Supervisor: Linda Broadhurst
Background
Broad scale land clearing to support agriculture since European settlement has contributed to the fragmentation and deterioration of most natural vegetation communities across Australia. Not only has this resulted in biodiversity losses, but it has also altered many of the ecosystem services previously provided by deep-rooted perennial vegetation. For example, dryland salinity is now a noticeable component in many agricultural landscapes with approximately 5.7 million ha currently affected, increasing to an anticipated 17 million ha by 2050. Accordingly, remediation within agricultural landscapes is a now an urgent national priority. However, the scale on which revegetation is needed presents problems for those organizations and community groups charged with this undertaking. Large volumes of good quality seed are required to not only ensure initial establishment but also long-term population viability in terms of genetic diversity and mate availability.

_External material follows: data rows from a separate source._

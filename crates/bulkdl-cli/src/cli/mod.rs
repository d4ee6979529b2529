//! CLI for the bulkdl shared-folder downloader.

mod commands;

use anyhow::Result;
use bulkdl_core::config::{self, BulkConfig, Overrides};
use bulkdl_core::plan::{FilterTarget, MalformedLinkPolicy};
use clap::{Args, Parser, Subcommand, ValueEnum};
use std::path::PathBuf;

use commands::{run_fetch, run_plan, run_show_config};

/// Top-level CLI for bulkdl.
#[derive(Debug, Parser)]
#[command(name = "bulkdl")]
#[command(about = "bulkdl: download every file linked from a shared-folder page")]
#[command(long_about = None)]
pub struct Cli {
    /// Config file to use instead of ~/.config/bulkdl/config.toml.
    #[arg(long, global = true, value_name = "PATH")]
    pub config: Option<PathBuf>,

    #[command(subcommand)]
    pub command: CliCommand,
}

#[derive(Debug, Subcommand)]
pub enum CliCommand {
    /// Download all matching files linked from the listing page.
    Fetch {
        #[command(flatten)]
        source: SourceArgs,
    },

    /// Print the files that would be downloaded, without downloading them.
    Plan {
        #[command(flatten)]
        source: SourceArgs,
    },

    /// Show the config file location and its effective values.
    Config,
}

/// Listing page and per-run overrides shared by `fetch` and `plan`.
#[derive(Debug, Clone, Default, Args)]
pub struct SourceArgs {
    /// Shared-folder listing page URL (overrides source_url in the config).
    pub url: Option<String>,

    /// Directory to write files into (created if missing).
    #[arg(long, short = 'd', value_name = "DIR")]
    pub dest: Option<PathBuf>,

    /// Maximum number of files downloaded at once.
    #[arg(long, short = 'j', value_name = "N")]
    pub jobs: Option<usize>,

    /// Case-sensitive marker a link must contain, e.g. ".JPG".
    #[arg(long, value_name = "MARKER")]
    pub suffix: Option<String>,

    /// Per-request timeout in seconds.
    #[arg(long, value_name = "SECS")]
    pub timeout: Option<u64>,

    /// Match the marker against the raw link or the rewritten download URL.
    #[arg(long, value_enum, value_name = "FIELD")]
    pub filter_on: Option<FilterOn>,

    /// What to do with links whose filename cannot be derived.
    #[arg(long, value_enum, value_name = "POLICY")]
    pub on_malformed: Option<OnMalformed>,
}

#[derive(Debug, Clone, Copy, PartialEq, Eq, ValueEnum)]
pub enum FilterOn {
    RawLink,
    DownloadUrl,
}

#[derive(Debug, Clone, Copy, PartialEq, Eq, ValueEnum)]
pub enum OnMalformed {
    Skip,
    Fail,
}

impl From<FilterOn> for FilterTarget {
    fn from(v: FilterOn) -> Self {
        match v {
            FilterOn::RawLink => FilterTarget::RawLink,
            FilterOn::DownloadUrl => FilterTarget::DownloadUrl,
        }
    }
}

impl From<OnMalformed> for MalformedLinkPolicy {
    fn from(v: OnMalformed) -> Self {
        match v {
            OnMalformed::Skip => MalformedLinkPolicy::Skip,
            OnMalformed::Fail => MalformedLinkPolicy::Fail,
        }
    }
}

impl SourceArgs {
    pub fn overrides(&self) -> Overrides {
        Overrides {
            source_url: self.url.clone(),
            destination_dir: self.dest.clone(),
            max_concurrent_downloads: self.jobs,
            file_type_suffix: self.suffix.clone(),
            filter_target: self.filter_on.map(Into::into),
            on_malformed: self.on_malformed.map(Into::into),
            request_timeout_secs: self.timeout,
        }
    }
}

fn load_config(path: Option<&PathBuf>) -> Result<(PathBuf, BulkConfig)> {
    match path {
        Some(p) => Ok((p.clone(), config::load_from_path(p)?)),
        None => Ok((config::config_path()?, config::load_or_init()?)),
    }
}

impl CliCommand {
    /// Parses arguments and runs the command. `Ok(false)` means the run finished
    /// but at least one file failed.
    pub async fn run_from_args() -> Result<bool> {
        let cli = Cli::parse();
        let (cfg_path, cfg) = load_config(cli.config.as_ref())?;
        tracing::debug!("loaded config from {}: {:?}", cfg_path.display(), cfg);

        match cli.command {
            CliCommand::Fetch { source } => {
                let settings = cfg.resolve(source.overrides())?;
                run_fetch(settings).await
            }
            CliCommand::Plan { source } => {
                let settings = cfg.resolve(source.overrides())?;
                run_plan(settings).await?;
                Ok(true)
            }
            CliCommand::Config => {
                run_show_config(&cfg_path, &cfg)?;
                Ok(true)
            }
        }
    }
}

#[cfg(test)]
mod tests;
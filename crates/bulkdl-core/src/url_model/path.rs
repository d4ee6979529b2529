//! Filename hints taken from URL structure.

/// Returns the last non-empty path segment of `url` (query and fragment excluded).
///
/// Returns `None` if the URL cannot be parsed or the path is empty/root.
pub fn last_path_segment(url: &str) -> Option<String> {
    let parsed = url::Url::parse(url).ok()?;
    let segment = parsed.path_segments()?.filter(|s| !s.is_empty()).last()?;
    if segment == "." || segment == ".." {
        return None;
    }
    Some(segment.to_string())
}

/// Returns the `index`-th piece (0-based) of `raw` split on `'/'` after dropping
/// its last `strip_chars` characters, plus the number of pieces found.
///
/// The split counts the scheme (`https:`) and the empty piece between `//`, so
/// for `https://host/a/b` piece 3 is `a`.
pub fn positional_piece(raw: &str, strip_chars: usize, index: usize) -> (Option<&str>, usize) {
    let keep = raw.chars().count().saturating_sub(strip_chars);
    let end = raw
        .char_indices()
        .nth(keep)
        .map(|(i, _)| i)
        .unwrap_or(raw.len());
    let head = &raw[..end];
    let found = head.split('/').count();
    (head.split('/').nth(index), found)
}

Ironically, in those regions where revegetation is most urgent, the quality of local seed sources has been compromised by long-term fragmentation. Remnants where seed collection can be undertaken are in serious danger of over-exploitation. While the movement of seed suitable for revegetation from one region to another may alleviate some of these problems, seed translocation is often restricted by concerns associated with seed provenance and there is a general reluctance to move seed far from its original collection point. Such concerns are focused on the idea that locally adapted seed may be unable to survive or will perform poorly in new environments, negating any advantages of using outsourced seed. Until the issues associated with provenance are better understood, many organizations such as Greening Australia (GA) continue to work within a high cost framework that restricts seed movement and necessitates long term storage of large segregated seed collections.
The Murray Darling Basin (MDB) is one of Australia’s largest river systems, stretching across four mainland states with much of the surrounding land being used for agricultural production. However, as both water requirements and land clearing have increased, changes to the hydrological cycle have occurred and salt previously stored in the soil profile is now being mobilized. To help alleviate problems associated with increased soil salinity in this landscape, several revegetation programs have been initiated. An important species targeted for broadscale revegetation by GA (Vic) is Acacia acinacea (Mimosaceae), which grows widely across much of southeastern Australia, and in particular within the MDB. This species plays an important role in a structural context and as a nitrogen-fixer and consequently has the potential to facilitate growth of many other species, thereby improving revegetation success. Two discrete morphological entities are recognised by GA (Vic) and there are significant costs differentials associated with their collection, storage and use. If provenance is not a significant issue for this species, considerable savings could be made by GA (Vic).
To better understand the role of provenance in A. acinacea, seed collections from 37 populations across the geographic distribution were supplied by GA (Vic) for demographic and genetic analyses. During a fitness trial conducted earlier this year to assess germination, growth and survival, it became apparent that three broad forms could be identified according to leaf shape and habit. In addition, chromosome counts have indicated that some populations are polyploid which may limit their utility as potential seed sources.
Approach
This project will further explore variation among A. acinacea populations using both genetic and morphological markers. Allozyme markers will be used to determine levels of genetic diversity within populations as well as to assess whether there is any population structure associated with geographic range. Morphological characters will be assessed in conjunction with Maurice McDonald (CSIRO FFP) using specimens collected at the conclusion of the growth trial. Following data collection, multivariate statistical techniques will be used to determine whether the forms observed during the growth trial represent discrete morphological entities and if so, do these have a geographic or regional basis? The student undertaking this project will contribute significantly to a better understanding of provenance issues present within A. acinacea. It will provide an opportunity for the student to develop useful genetic skills as well as an understanding of multivariate statistical techniques. For GA (Vic) it will provide a better understanding of the variation present within A. acinacea and may result in significant cost savings associated with seed translocation and segregation of collections.